**INPUT DATA**

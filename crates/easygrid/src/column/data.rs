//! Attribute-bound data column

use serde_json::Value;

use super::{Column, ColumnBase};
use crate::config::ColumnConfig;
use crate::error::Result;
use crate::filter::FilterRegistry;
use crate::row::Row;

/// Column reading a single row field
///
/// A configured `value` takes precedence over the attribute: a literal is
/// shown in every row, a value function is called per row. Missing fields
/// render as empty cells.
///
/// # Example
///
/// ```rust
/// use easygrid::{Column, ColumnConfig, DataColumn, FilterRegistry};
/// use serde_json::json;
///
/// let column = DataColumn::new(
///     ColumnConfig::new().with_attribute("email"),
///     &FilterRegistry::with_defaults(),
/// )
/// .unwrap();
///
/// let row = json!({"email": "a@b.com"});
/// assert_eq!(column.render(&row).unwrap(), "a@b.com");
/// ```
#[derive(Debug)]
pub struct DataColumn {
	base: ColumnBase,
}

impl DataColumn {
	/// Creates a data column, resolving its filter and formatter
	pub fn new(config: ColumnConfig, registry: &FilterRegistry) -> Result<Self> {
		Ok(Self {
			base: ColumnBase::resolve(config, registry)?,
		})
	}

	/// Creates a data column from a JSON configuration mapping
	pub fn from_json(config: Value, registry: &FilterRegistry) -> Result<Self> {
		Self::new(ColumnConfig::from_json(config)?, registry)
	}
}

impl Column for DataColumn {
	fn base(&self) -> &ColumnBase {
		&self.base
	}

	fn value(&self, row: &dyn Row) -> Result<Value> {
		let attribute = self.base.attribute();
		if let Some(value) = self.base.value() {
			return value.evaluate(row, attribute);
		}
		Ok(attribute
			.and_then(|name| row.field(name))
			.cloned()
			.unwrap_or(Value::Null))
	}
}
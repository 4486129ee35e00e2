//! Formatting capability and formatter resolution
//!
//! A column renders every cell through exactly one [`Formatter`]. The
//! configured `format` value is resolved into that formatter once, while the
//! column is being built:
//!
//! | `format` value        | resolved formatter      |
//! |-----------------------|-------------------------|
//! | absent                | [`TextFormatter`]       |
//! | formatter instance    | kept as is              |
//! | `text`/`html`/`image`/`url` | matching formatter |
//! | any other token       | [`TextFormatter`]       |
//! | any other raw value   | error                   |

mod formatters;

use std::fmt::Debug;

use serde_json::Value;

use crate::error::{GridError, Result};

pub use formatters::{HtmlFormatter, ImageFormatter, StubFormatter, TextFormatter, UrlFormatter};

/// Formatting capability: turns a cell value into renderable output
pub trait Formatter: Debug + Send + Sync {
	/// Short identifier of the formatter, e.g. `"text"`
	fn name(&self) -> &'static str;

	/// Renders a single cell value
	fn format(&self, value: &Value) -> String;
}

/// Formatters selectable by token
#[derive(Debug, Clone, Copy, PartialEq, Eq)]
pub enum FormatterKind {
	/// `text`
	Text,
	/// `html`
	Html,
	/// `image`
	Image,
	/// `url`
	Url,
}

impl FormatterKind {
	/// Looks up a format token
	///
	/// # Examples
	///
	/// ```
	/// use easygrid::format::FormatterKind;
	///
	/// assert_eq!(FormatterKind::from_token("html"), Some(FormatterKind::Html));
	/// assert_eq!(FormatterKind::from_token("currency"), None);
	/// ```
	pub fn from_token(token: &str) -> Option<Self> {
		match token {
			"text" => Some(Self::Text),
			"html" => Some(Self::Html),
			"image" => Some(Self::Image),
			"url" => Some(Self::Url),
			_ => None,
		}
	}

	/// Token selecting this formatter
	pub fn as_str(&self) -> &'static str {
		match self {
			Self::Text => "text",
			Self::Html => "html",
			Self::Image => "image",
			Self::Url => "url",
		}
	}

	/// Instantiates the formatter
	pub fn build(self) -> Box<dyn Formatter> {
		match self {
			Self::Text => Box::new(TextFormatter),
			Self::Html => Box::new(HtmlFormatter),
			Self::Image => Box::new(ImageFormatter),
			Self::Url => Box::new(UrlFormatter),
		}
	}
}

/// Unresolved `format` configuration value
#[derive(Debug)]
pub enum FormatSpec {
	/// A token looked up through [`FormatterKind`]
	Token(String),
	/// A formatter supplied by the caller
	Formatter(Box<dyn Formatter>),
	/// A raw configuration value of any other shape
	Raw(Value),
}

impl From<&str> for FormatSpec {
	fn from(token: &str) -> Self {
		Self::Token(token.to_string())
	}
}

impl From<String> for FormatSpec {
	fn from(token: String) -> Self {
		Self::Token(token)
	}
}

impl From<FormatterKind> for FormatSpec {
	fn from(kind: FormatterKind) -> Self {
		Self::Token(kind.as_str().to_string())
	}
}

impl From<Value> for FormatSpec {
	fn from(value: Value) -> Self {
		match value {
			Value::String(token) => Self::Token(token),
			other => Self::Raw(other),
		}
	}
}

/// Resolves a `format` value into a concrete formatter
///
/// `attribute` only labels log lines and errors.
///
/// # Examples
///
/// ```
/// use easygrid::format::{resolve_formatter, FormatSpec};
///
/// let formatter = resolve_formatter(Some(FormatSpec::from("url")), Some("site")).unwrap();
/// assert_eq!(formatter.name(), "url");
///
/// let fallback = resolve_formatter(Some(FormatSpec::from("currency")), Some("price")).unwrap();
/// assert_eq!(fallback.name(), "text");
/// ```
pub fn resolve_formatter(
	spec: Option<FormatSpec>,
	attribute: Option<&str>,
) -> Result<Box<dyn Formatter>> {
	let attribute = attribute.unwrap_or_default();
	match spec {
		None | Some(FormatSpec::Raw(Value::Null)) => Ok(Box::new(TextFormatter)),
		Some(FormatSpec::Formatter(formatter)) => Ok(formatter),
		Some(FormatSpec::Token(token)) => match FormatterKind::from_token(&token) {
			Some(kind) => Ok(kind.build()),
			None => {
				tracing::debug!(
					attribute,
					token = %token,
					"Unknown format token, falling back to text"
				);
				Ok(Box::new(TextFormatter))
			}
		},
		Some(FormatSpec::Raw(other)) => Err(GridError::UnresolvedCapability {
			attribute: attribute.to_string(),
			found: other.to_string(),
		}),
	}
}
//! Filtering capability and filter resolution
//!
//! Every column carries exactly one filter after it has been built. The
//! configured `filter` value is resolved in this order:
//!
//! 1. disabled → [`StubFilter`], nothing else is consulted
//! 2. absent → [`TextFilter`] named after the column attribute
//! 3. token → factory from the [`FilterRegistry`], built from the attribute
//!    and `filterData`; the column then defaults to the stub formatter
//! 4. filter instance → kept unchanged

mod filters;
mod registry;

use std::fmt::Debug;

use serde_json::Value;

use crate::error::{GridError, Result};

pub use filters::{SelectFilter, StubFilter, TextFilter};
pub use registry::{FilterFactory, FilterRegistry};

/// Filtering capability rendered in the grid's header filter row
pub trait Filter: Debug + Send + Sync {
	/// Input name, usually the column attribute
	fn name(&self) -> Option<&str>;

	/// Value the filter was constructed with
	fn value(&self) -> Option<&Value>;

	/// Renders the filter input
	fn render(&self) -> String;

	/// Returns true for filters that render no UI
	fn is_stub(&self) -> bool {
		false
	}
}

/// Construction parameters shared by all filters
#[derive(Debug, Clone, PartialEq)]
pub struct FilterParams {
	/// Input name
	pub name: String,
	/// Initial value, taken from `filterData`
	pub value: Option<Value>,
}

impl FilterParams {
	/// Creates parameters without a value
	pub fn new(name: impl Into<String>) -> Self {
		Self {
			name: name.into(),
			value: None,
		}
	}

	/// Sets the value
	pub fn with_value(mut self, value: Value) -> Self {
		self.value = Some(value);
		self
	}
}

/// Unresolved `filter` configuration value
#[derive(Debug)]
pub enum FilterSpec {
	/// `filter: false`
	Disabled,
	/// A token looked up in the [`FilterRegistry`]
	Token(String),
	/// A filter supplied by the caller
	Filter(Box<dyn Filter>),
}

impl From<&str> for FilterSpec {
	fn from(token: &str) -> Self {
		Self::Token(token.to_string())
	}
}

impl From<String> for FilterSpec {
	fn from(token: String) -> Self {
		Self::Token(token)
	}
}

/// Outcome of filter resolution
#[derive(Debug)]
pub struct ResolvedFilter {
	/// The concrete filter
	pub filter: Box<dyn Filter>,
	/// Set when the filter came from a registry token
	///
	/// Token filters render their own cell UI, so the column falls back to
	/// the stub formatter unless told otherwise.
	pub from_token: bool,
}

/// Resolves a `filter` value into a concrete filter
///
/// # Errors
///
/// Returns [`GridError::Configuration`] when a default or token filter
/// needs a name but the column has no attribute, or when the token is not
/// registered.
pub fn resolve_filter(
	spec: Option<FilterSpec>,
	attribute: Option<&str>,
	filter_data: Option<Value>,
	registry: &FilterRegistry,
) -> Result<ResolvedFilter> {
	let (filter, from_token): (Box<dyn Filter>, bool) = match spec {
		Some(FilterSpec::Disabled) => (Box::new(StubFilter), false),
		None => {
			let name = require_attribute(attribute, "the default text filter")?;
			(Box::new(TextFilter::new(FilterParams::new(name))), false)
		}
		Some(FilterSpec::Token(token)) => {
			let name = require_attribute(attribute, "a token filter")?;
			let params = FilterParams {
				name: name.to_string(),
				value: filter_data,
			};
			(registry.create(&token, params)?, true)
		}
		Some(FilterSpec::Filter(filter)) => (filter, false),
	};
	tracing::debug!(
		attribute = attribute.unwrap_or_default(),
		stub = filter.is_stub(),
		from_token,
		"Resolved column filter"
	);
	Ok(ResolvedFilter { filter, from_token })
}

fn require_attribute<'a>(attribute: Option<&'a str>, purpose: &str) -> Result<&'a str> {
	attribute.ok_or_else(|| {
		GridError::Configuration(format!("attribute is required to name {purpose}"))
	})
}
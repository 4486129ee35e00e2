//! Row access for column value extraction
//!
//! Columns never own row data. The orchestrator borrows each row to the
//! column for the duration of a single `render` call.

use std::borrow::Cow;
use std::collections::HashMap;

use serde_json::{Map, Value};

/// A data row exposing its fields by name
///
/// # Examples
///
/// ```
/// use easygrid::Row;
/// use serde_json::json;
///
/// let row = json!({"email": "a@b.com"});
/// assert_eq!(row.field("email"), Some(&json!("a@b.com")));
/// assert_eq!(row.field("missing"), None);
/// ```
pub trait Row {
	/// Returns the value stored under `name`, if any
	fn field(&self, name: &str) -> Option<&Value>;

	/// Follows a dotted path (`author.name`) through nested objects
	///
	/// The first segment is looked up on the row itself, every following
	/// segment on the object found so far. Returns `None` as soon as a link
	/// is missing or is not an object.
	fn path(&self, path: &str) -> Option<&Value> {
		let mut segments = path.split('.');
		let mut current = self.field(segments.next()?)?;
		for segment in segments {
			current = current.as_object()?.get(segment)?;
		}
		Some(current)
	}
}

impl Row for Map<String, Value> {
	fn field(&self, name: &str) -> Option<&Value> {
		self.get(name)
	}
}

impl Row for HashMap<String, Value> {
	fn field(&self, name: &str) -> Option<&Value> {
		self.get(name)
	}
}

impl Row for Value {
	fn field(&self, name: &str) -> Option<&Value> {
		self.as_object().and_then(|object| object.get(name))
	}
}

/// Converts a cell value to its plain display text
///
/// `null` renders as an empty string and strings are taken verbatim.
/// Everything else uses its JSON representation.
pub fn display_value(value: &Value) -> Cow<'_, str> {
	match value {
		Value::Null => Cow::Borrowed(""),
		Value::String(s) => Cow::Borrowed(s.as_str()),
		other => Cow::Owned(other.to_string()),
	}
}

**THE PROBLEM**
Using the entries above, work out the number of lines containing the string "HashMap", and supply only that number.

**RESPONSE TO THE EXERCISE**
2